In addition, we simulated the effect of different sequencing depths on sequence coverage through downsampling and visualized the results to help determine whether the current sequencing depth is sufficient. And we plotted the distribution of barcode counts to assess library complexity and sequencing quality. We also established reference plots based on the collection of MPRA datasets. Furthermore, each report file includes additional analysis parameters and figures at the end to provide readers with a more comprehensive view of the experimental quality.
3.2 Mapping oligos with barcodes
MPRA quantifies regulatory activity by appending random barcodes to designed oligo sequences, thereby labeling a vast array of oligos for activity measurement. In addition, it aggregates the activity of the same oligo across multiple barcodes to mitigate experimental variability. In esMPRA, the “step1_oligo_barcode_map” module determines the correspondence between oligos and their random barcodes by processing the raw fastq files generated in this step. Two operational modes are available for this process; the recommended approach is to employ the—use_flash option after installing the FLASH2 tool (Magoč and Salzberg 2011), which enhances both processing speed and accuracy.
In this step, a critical metric is the number of unique random barcode types associated with each oligo sequence. It is essential to control the library complexity within an optimal range to ensure the experiment's success. An excessive number of barcodes indicates an overly complex library, which may result in many barcodes going undetected in subsequent experiments. Conversely, a barcode count that is too low can introduce significant noise during the quantification of CRE activity. For additional key metrics and further details, please refer to the README documentation.
3.3 Determine plasmid abundance
After mapping the correspondence between oligos and random barcodes, typically a reporter gene is inserted between them to enable the assessment of transcriptional regulatory element activity. For accurate quantification of these elements, the relative abundance of plasmids serves as a reference. Consequently, following the insertion of the reporter gene, sequencing is performed to quantify the relative abundance of each random barcode across all plasmids. The “step2_get_plasmid_counts” module accomplishes this by processing the raw fastq files generated at this stage.

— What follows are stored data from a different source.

use std::path::Path;

use serde::{Deserialize, Serialize};

/// 默认外部 mmdb 路径（容器内路径，宿主机挂载 ipinfo_lite.mmdb）
pub const DEFAULT_EXTERNAL_DB_PATH: &str = "/dashboard/data/ipinfo_lite.mmdb";

/// ipinfo.io token 的环境变量名
pub const IPINFO_TOKEN_ENV: &str = "IPINFO_TOKEN";

/// 静态配置（从 TOML 加载，启动时使用）
///
/// - database: 外部 mmdb 路径
/// - remote: ipinfo.io 查询配置
/// - logging: 日志配置
#[derive(Debug, Clone, Serialize, Deserialize, Default)]
pub struct StaticConfig {
    #[serde(default)]
    pub database: DatabaseConfig,
    #[serde(default)]
    pub remote: RemoteConfig,
    #[serde(default)]
    pub logging: LoggingConfig,
}

impl StaticConfig {
    /// 从 TOML 文件和环境变量加载配置
    ///
    /// 优先级：ENV > TOML > 默认值
    /// ENV 前缀：GEOIP，分隔符：__
    /// 示例：GEOIP__REMOTE__ENABLED=false
    ///
    /// 未配置 `remote.token` 时读取 `IPINFO_TOKEN`
    pub fn load(path: &str) -> Self {
        use config::{Config, Environment, File};

        let builder = Config::builder()
            .add_source(File::with_name(path).required(false))
            .add_source(
                Environment::with_prefix("GEOIP")
                    .separator("__")
                    .try_parsing(true),
            );

        let mut config = match builder.build() {
            Ok(settings) => match settings.try_deserialize::<StaticConfig>() {
                Ok(config) => {
                    if Path::new(path).exists() {
                        eprintln!("[INFO] Configuration loaded from: {}", path);
                    }
                    config
                }
                Err(e) => {
                    eprintln!("[ERROR] Failed to deserialize config: {}", e);
                    Self::default()
                }
            },
            Err(e) => {
                eprintln!("[ERROR] Failed to build config: {}", e);
                Self::default()
            }
        };

        config.remote.token = config
            .remote
            .resolved_token(std::env::var(IPINFO_TOKEN_ENV).ok());
        config
    }

    /// 生成示例 TOML 配置文件
    pub fn generate_sample_config() -> String {
        let sample_config = Self::default();
        toml::to_string_pretty(&sample_config)
            .unwrap_or_else(|e| format!("Error generating sample config: {}", e))
    }

    /// 保存配置到 TOML 文件
    pub fn save_to_file<P: AsRef<Path>>(&self, path: P) -> Result<(), Box<dyn std::error::Error>> {
        let content = toml::to_string_pretty(self)?;

        if let Some(parent) = path.as_ref().parent()
            && !parent.as_os_str().is_empty()
            && !parent.exists()
        {
            std::fs::create_dir_all(parent)?;
        }

        std::fs::write(path, content)?;
        Ok(())
    }
}

/// 本地数据库配置
#[derive(Debug, Clone, Serialize, Deserialize)]
pub struct DatabaseConfig {
    /// 外部 mmdb 路径，存在且可打开时优先于内置数据库
    #[serde(default = "default_external_path")]
    pub external_path: String,
}

/// ipinfo.io 查询配置
#[derive(Debug, Clone, Serialize, Deserialize)]
pub struct RemoteConfig {
    #[serde(default = "default_remote_enabled")]
    pub enabled: bool,
    /// 请求地址为 `{base_url}/{ip}/country`
    #[serde(default = "default_remote_base_url")]
    pub base_url: String,
    #[serde(default = "default_remote_timeout_secs")]
    pub timeout_secs: u64,
    /// 可选 token，用于提高限额；为空时匿名请求
    #[serde(default, skip_serializing_if = "Option::is_none")]
    pub token: Option<String>,
}

impl RemoteConfig {
    /// 配置中的 token 优先，其次是环境变量，空字符串视为未配置
    pub fn resolved_token(&self, env_token: Option<String>) -> Option<String> {
        self.token
            .clone()
            .filter(|t| !t.trim().is_empty())
            .or_else(|| env_token.filter(|t| !t.trim().is_empty()))
            .map(|t| t.trim().to_string())
    }
}

/// 日志配置
#[derive(Debug, Clone, Serialize, Deserialize)]
pub struct LoggingConfig {
    #[serde(default = "default_log_level")]
    pub level: String,
    #[serde(default = "default_log_format")]
    pub format: String,
    #[serde(default = "default_log_file")]
    pub file: Option<String>,
    #[serde(default = "default_max_backups")]
    pub max_backups: u32,
    #[serde(default = "default_enable_rotation")]
    pub enable_rotation: bool,
}

// ============================================================
// Default value functions for static config
// ============================================================

fn default_external_path() -> String {
    DEFAULT_EXTERNAL_DB_PATH.to_string()
}

fn default_remote_enabled() -> bool {
    true
}

fn default_remote_base_url() -> String {
    "https://ipinfo.io".to_string()
}

fn default_remote_timeout_secs() -> u64 {
    crate::services::geoip::HTTP_TIMEOUT_SECS
}

fn default_log_level() -> String {
    "info".to_string()
}

fn default_log_format() -> String {
    "text".to_string()
}

fn default_log_file() -> Option<String> {
    None
}

fn default_max_backups() -> u32 {
    5
}

fn default_enable_rotation() -> bool {
    true
}

// ============================================================
// Default implementations
// ============================================================

impl Default for DatabaseConfig {
    fn default() -> Self {
        Self {
            external_path: default_external_path(),
        }
    }
}

impl Default for RemoteConfig {
    fn default() -> Self {
        Self {
            enabled: default_remote_enabled(),
            base_url: default_remote_base_url(),
            timeout_secs: default_remote_timeout_secs(),
            token: None,
        }
    }
}

impl Default for LoggingConfig {
    fn default() -> Self {
        Self {
            level: default_log_level(),
            format: default_log_format(),
            file: default_log_file(),
            max_backups: default_max_backups(),
            enable_rotation: default_enable_rotation(),
        }
    }
}
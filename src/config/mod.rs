mod structs;

pub use structs::*;
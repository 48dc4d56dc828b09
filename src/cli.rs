//! Command-line interface definitions using clap

use clap::{Parser, Subcommand};

/// geoip-lookup - Resolve IP addresses to two-letter country codes
#[derive(Parser)]
#[command(name = "geoip-lookup")]
#[command(version)]
#[command(about = "Resolve IP addresses to two-letter country codes", long_about = None)]
pub struct Cli {
    /// Configuration file path
    #[arg(long, short = 'c', global = true, default_value = "config.toml")]
    pub config: String,

    #[command(subcommand)]
    pub command: Commands,
}

/// Available commands
#[derive(Subcommand)]
pub enum Commands {
    /// Resolve one or more IP addresses
    Lookup {
        /// IP addresses (IPv4 or IPv6)
        #[arg(required = true)]
        ips: Vec<String>,

        /// Skip ipinfo.io and use the local database only
        #[arg(long)]
        no_remote: bool,

        /// Print one JSON object per address
        #[arg(long)]
        json: bool,
    },

    /// Show which local database is active (never queries ipinfo.io)
    Source,

    /// Generate a sample configuration file
    ConfigGen {
        /// Output path (prints to stdout if omitted)
        #[arg(long, short = 'o')]
        output: Option<String>,
    },
}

A key metric in this step is the sequencing coverage of both barcodes and oligos. It is crucial that as many barcodes and oligos as possible are adequately covered by sequencing. Insufficient coverage may suggest low efficiency in plasmid construction or an inadequate sequencing depth.
3.4 Getting RNA (cDNA) abundance
After the insertion of the reporter gene and the quantification of barcode abundance in the plasmids, the constructed plasmids are transfected into target cells. After a defined period of culture, the RNA transcripts are measured. Typically, RNA quantification is performed by reverse transcription followed by cDNA sequencing, which indirectly determines RNA abundance. The “step3_get_RNA_counts” module processes the raw fastq files generated during this step to quantify the relative abundance of random barcodes within the cDNA, thereby enabling the accurate quantification of transcriptional regulatory element activity.
In this step, the sequencing coverage of barcodes and oligos remains a critical parameter. However, assuming that the previous quality control standards have been met, inadequate coverage in this phase may be due to various factors. The most likely cause of risk values here is an insufficient RNA input for reverse transcription, which should be checked with the provided reports.
3.5 Quantifying the activity
Mapping oligos with barcodes establishes the correspondence between each oligo and its random barcode. By integrating the relative abundance of barcodes measured in plasmids with that in RNA (cDNA), the regulatory activity associated with each barcode can be quantified. With the established oligo–barcode correspondence, the transcriptional regulatory activity of each oligo sequence can be evaluated, as defined by Equation (1).
The “step4_get_result” module quantifies the final CRE activity based on the results of these steps.
This step focuses on a single key parameter: the correlation coefficient between plasmid and cDNA abundances, which can provide significant quality control insights. An excessively high correlation suggests that DNA was not effectively removed prior to reverse transcription, potentially influencing the final quantification results. Special monitoring of this parameter is recommended.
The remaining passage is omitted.